He smirks and Darcy thinks that he might call her name stupid as well, just because, but he doesn’t.
“Well, Miss Lewis, it’s a pleasure to meet—“
“LEWIS!” The foster mom shouts from the other room and Darcy jumps, running to pack the things she’d forgotten about when she was talking to Bucky. The other kids are awake as well, now but they obviously can’t see him.
“YOU BETTER BE READY TO GO, YOU LITTLE SHIT, CUZ CHILD SERVICES IS COMIN’ TO GET YOUR ASS IN TWENTY MINUTES AND I AIN’T WANT YOU IN MY HOUSE ONE SECOND LONGER THAN YOU NEED TA BE!”
Bucky looks really angry again but Darcy knows better than to talk to him with all of the other kids up because one time she was made fun of for talking to her imaginary friend. And she wasn’t even real.
“Darcy, what’d you do,” Benny asks her from his place in the corner of the room. He always takes the corner in whatever house, he says. He’s rubbing sleep from his eyes and looks irritated at having been woken up.
“I tried to steal a bag of chips.”
Benny scoffs and Maria rolls her pretty doe eyes. She’s the oldest of them at twelve. She behaves the best as well, saying she didn’t want to get sent away because she might end up at some creepy old man’s house; even if she’s starving here.
“So they saw you do it?” She asks Darcy, “That’s stupid, you’re not supposed to get caught.”
“I know that!” Darcy says angrily stomping her foot. The foster mom yells for her from the other room again and they all gasp. Emmaline, who’s only four, whimpers by her place curled up with Maria. She’s the youngest and, because she doesn’t know how to steal yet, the other kids usually make sure she’s fed first when what’s-her-face does feed them.
“I’m coming!” Darcy yells back, and Emmaline sniffles.
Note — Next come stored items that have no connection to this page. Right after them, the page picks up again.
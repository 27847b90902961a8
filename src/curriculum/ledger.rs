//! Completed/failed task ledgers with de-duplication rules.

use std::path::{Path, PathBuf};

use serde::{Deserialize, Serialize};

use crate::error::CoreError;
use crate::storage;

#[derive(Debug, Default, Serialize, Deserialize)]
struct LedgerFile {
    #[serde(default)]
    tasks: Vec<String>,
}

/// Ordered lists of completed and failed task descriptions. `failed` may
/// contain repeated entries accumulated before a task eventually succeeds.
pub struct TaskLedger {
    dir: PathBuf,
    completed: Vec<String>,
    failed: Vec<String>,
}

impl TaskLedger {
    pub async fn open(root: &Path, resume: bool) -> Result<Self, CoreError> {
        let dir = root.join("curriculum");
        tokio::fs::create_dir_all(&dir).await?;

        let mut completed = Vec::new();
        let mut failed = Vec::new();
        if resume {
            let completed_path = dir.join("completed_tasks.json");
            if completed_path.exists() {
                let file: LedgerFile = storage::load_json(&completed_path).await?;
                completed = file.tasks;
            }
            let failed_path = dir.join("failed_tasks.json");
            if failed_path.exists() {
                let file: LedgerFile = storage::load_json(&failed_path).await?;
                failed = file.tasks;
            }
        }

        Ok(Self {
            dir,
            completed,
            failed,
        })
    }

    pub fn completed(&self) -> &[String] {
        &self.completed
    }

    pub fn failed(&self) -> &[String] {
        &self.failed
    }

    /// Record one outcome, then clean up and persist both lists.
    pub async fn record(&mut self, task: &str, success: bool) -> Result<(), CoreError> {
        if success {
            tracing::info!("completed task: {task}");
            self.completed.push(task.to_string());
        } else {
            tracing::info!("failed task, skipping to next: {task}");
            self.failed.push(task.to_string());
        }
        tracing::info!(
            "{} completed tasks, {} failed tasks",
            self.completed.len(),
            self.failed.len()
        );
        self.clean_up();
        self.persist().await
    }

    /// Deduplicate `completed` (first occurrence wins, order preserved) and
    /// drop every completed task from `failed`.
    fn clean_up(&mut self) {
        let mut deduped: Vec<String> = Vec::with_capacity(self.completed.len());
        for task in &self.completed {
            if !deduped.contains(task) {
                deduped.push(task.clone());
            }
        }
        self.failed.retain(|task| !deduped.contains(task));
        self.completed = deduped;
    }

    async fn persist(&self) -> Result<(), CoreError> {
        storage::dump_json(
            &self.dir.join("completed_tasks.json"),
            &LedgerFile {
                tasks: self.completed.clone(),
            },
        )
        .await?;
        storage::dump_json(
            &self.dir.join("failed_tasks.json"),
            &LedgerFile {
                tasks: self.failed.clone(),
            },
        )
        .await
    }
}

#[cfg(test)]
mod tests {
    use super::*;

    #[tokio::test]
    async fn cleanup_dedupes_and_reconciles() {
        let dir = tempfile::tempdir().unwrap();
        let mut ledger = TaskLedger::open(dir.path(), false).await.unwrap();
        ledger.completed = vec!["T1".into(), "T1".into(), "T2".into()];
        ledger.failed = vec!["T1".into(), "T3".into()];

        ledger.clean_up();

        assert_eq!(ledger.completed(), ["T1".to_string(), "T2".to_string()]);
        assert_eq!(ledger.failed(), ["T3".to_string()]);
    }

    #[tokio::test]
    async fn failure_then_success_clears_failed() {
        let dir = tempfile::tempdir().unwrap();
        let mut ledger = TaskLedger::open(dir.path(), false).await.unwrap();

        ledger.record("T", false).await.unwrap();
        ledger.record("T", false).await.unwrap();
        assert_eq!(ledger.failed().len(), 2);

        ledger.record("T", true).await.unwrap();
        assert_eq!(ledger.completed(), ["T".to_string()]);
        assert!(ledger.failed().is_empty());
    }

    #[tokio::test]
    async fn persists_and_resumes() {
        let dir = tempfile::tempdir().unwrap();
        {
            let mut ledger = TaskLedger::open(dir.path(), false).await.unwrap();
            ledger.record("T1", true).await.unwrap();
            ledger.record("T2", false).await.unwrap();
        }
        let ledger = TaskLedger::open(dir.path(), true).await.unwrap();
        assert_eq!(ledger.completed(), ["T1".to_string()]);
        assert_eq!(ledger.failed(), ["T2".to_string()]);
    }
}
“Are you going, D?” She asks, her eyes sad and shiny in the dark light. Darcy’s brow furrows and she looks away when she starts tearing up as well. She’d actually liked these guys. Emmaline was her favorite because she had big, poufy black hair that Darcy liked to comb back into braids and pigtails.
“I kinda hafta, Em,” Darcy replies quietly and even from across the room she can see Em’s lip start to quiver. Darcy watches as Maria pulls Emmaline closer and wraps her up in her arms, whispering quiet, kind things like she does for all of them when they’re hungry or in trouble or just out of a nightmare.
When she turns to Bucky, he looks like he might cry as well and that’s when Darcy really starts to lose it because Bucky is an adult and adults aren’t supposed to cry.
She’s crying and Emmaline’s crying and the others are crying as she pulls her trash-bag of clothes to the door. Benny looks like he’s trying not to cry because “he’s a man and men don’t cry like girls” so Darcy pinches him really hard on his arm and he starts bawling like a baby and angrily yelling at her. She doesn’t really care because she’s already crying so what more damage could he do.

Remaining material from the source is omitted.